WHAT THIS TASK INVOLVES: The reply should consist of the line containing "pub enum ScheduleError" and all lines after it in the listing below, reproduced exactly and nothing more.
*** Opening SOURCE MATERIAL ***
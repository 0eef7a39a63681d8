//! # Duration Parsing
//!
//! Parses Go-style duration strings used by the operator configuration,
//! e.g. `"300s"`, `"5m"`, `"1h30m"`, `"1.5h"`, `"250ms"`.

use regex::Regex;
use std::sync::LazyLock;
use std::time::Duration;

static SEGMENT_REGEX: LazyLock<Regex> = LazyLock::new(|| {
    Regex::new(r"^(?P<number>\d+(?:\.\d+)?|\.\d+)(?P<unit>ns|us|µs|μs|ms|s|m|h)")
        .expect("duration segment regex is valid")
});

#[derive(Debug, Clone, PartialEq, Eq, thiserror::Error)]
pub enum DurationError {
    #[error("duration string cannot be empty")]
    Empty,
    #[error("invalid duration '{0}'")]
    Invalid(String),
    #[error("missing unit in duration '{0}'")]
    MissingUnit(String),
    #[error("duration '{0}' must not be negative")]
    Negative(String),
}

/// Parse a Go-style duration string into a [`Duration`]
///
/// A bare `"0"` is accepted; every other value needs units.
///
/// # Errors
///
/// Returns [`DurationError`] for empty, negative, unit-less or malformed input.
pub fn parse_duration(input: &str) -> Result<Duration, DurationError> {
    let trimmed = input.trim();
    if trimmed.is_empty() {
        return Err(DurationError::Empty);
    }
    if trimmed.starts_with('-') {
        return Err(DurationError::Negative(trimmed.to_string()));
    }
    let unsigned = trimmed.strip_prefix('+').unwrap_or(trimmed);
    if unsigned == "0" {
        return Ok(Duration::ZERO);
    }

    let mut rest = unsigned;
    let mut total_nanos: f64 = 0.0;
    while !rest.is_empty() {
        let captures = SEGMENT_REGEX.captures(rest).ok_or_else(|| {
            if rest.chars().all(|c| c.is_ascii_digit() || c == '.') {
                DurationError::MissingUnit(trimmed.to_string())
            } else {
                DurationError::Invalid(trimmed.to_string())
            }
        })?;
        let number: f64 = captures["number"]
            .parse()
            .map_err(|_| DurationError::Invalid(trimmed.to_string()))?;
        let unit_nanos = match &captures["unit"] {
            "ns" => 1.0,
            "us" | "µs" | "μs" => 1e3,
            "ms" => 1e6,
            "s" => 1e9,
            "m" => 60.0 * 1e9,
            "h" => 3600.0 * 1e9,
            _ => return Err(DurationError::Invalid(trimmed.to_string())),
        };
        total_nanos += number * unit_nanos;
        rest = &rest[captures[0].len()..];
    }

    if !total_nanos.is_finite() || total_nanos > u64::MAX as f64 {
        return Err(DurationError::Invalid(trimmed.to_string()));
    }
    #[allow(
        clippy::cast_possible_truncation,
        clippy::cast_sign_loss,
        reason = "finite, non-negative and range-checked above"
    )]
    Ok(Duration::from_nanos(total_nanos.round() as u64))
}
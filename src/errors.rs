//! Error types for the service, by subsystem, plus classification of
//! per-request transport failures into stable category strings.
//!
//! Per-request errors are data: they become category strings inside a
//! `RequestResult` and never abort a run. Auth and internal errors are
//! fatal to their run; orchestrator errors surface to the caller.

use thiserror::Error;
use uuid::Uuid;

/// A spec field failed range validation.
#[derive(Error, Debug)]
pub enum SpecError {
    #[error("invalid value for {field}: {message}")]
    InvalidValue {
        field: &'static str,
        message: &'static str,
    },
}

impl SpecError {
    pub(crate) fn invalid(field: &'static str, message: &'static str) -> Self {
        SpecError::InvalidValue { field, message }
    }
}

/// Failures resolving an auth config to headers. Fatal to the run.
#[derive(Error, Debug)]
pub enum AuthError {
    #[error("token endpoint returned status {status}")]
    TokenEndpointStatus { status: u16 },

    #[error("token endpoint request failed: {0}")]
    TokenRequest(#[from] reqwest::Error),

    #[error("OAuth2 response missing access_token")]
    MissingAccessToken,

    #[error("unsupported JWT algorithm: {0}")]
    UnsupportedJwtAlgorithm(String),

    #[error("JWT signing failed: {0}")]
    JwtSigning(#[from] jsonwebtoken::errors::Error),
}

/// Run-fatal engine failures (anything outside per-request handling).
#[derive(Error, Debug)]
pub enum EngineError {
    #[error("auth error: {0}")]
    Auth(#[from] AuthError),

    #[error("failed to build HTTP client: {0}")]
    ClientBuild(reqwest::Error),
}

/// Repository backend failures.
#[derive(Error, Debug)]
pub enum StorageError {
    #[error("I/O error: {0}")]
    Io(#[from] std::io::Error),

    #[error("serialization error: {0}")]
    Serialization(#[from] serde_json::Error),
}

/// Control-plane errors surfaced by the orchestrator.
#[derive(Error, Debug)]
pub enum OrchestratorError {
    #[error("invalid spec: {0}")]
    Spec(#[from] SpecError),

    #[error("run {0} not found")]
    RunNotFound(Uuid),

    #[error("run {0} is still active")]
    RunActive(Uuid),

    #[error(transparent)]
    Storage(#[from] StorageError),
}

/// Scheduler and schedule-manager errors.
#[derive(Error, Debug)]
pub enum ScheduleError {
    #[error("schedule {0} not found")]
    NotFound(Uuid),

    #[error("invalid trigger: {0}")]
    InvalidTrigger(String),

    #[error(transparent)]
    Storage(#[from] StorageError),
}

/// Map a transport failure onto its stable category string.
///
/// Timeouts collapse to `timeout`, connection-level failures to
/// `connection_error: <detail>`; anything else keeps its raw message so
/// the metrics normalization can still bucket it.
pub fn classify_transport_error(error: &reqwest::Error) -> String {
    if error.is_timeout() {
        return "timeout".to_string();
    }
    if error.is_connect() {
        return format!("connection_error: {}", error);
    }

    let message = error.to_string();
    let lowered = message.to_lowercase();
    if lowered.contains("timeout") {
        "timeout".to_string()
    } else if lowered.contains("connect") || lowered.contains("connection") {
        format!("connection_error: {}", error)
    } else {
        message
    }
}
*** Closing SOURCE MATERIAL ***
FINISHED EXERCISE:
pub enum ScheduleError {
    #[error("schedule {0} not found")]
    NotFound(Uuid),

    #[error("invalid trigger: {0}")]
    InvalidTrigger(String),

    #[error(transparent)]
    Storage(#[from] StorageError),
}

/// Map a transport failure onto its stable category string.
///
/// Timeouts collapse to `timeout`, connection-level failures to
/// `connection_error: <detail>`; anything else keeps its raw message so
/// the metrics normalization can still bucket it.
pub fn classify_transport_error(error: &reqwest::Error) -> String {
    if error.is_timeout() {
        return "timeout".to_string();
    }
    if error.is_connect() {
        return format!("connection_error: {}", error);
    }

    let message = error.to_string();
    let lowered = message.to_lowercase();
    if lowered.contains("timeout") {
        "timeout".to_string()
    } else if lowered.contains("connect") || lowered.contains("connection") {
        format!("connection_error: {}", error)
    } else {
        message
    }
}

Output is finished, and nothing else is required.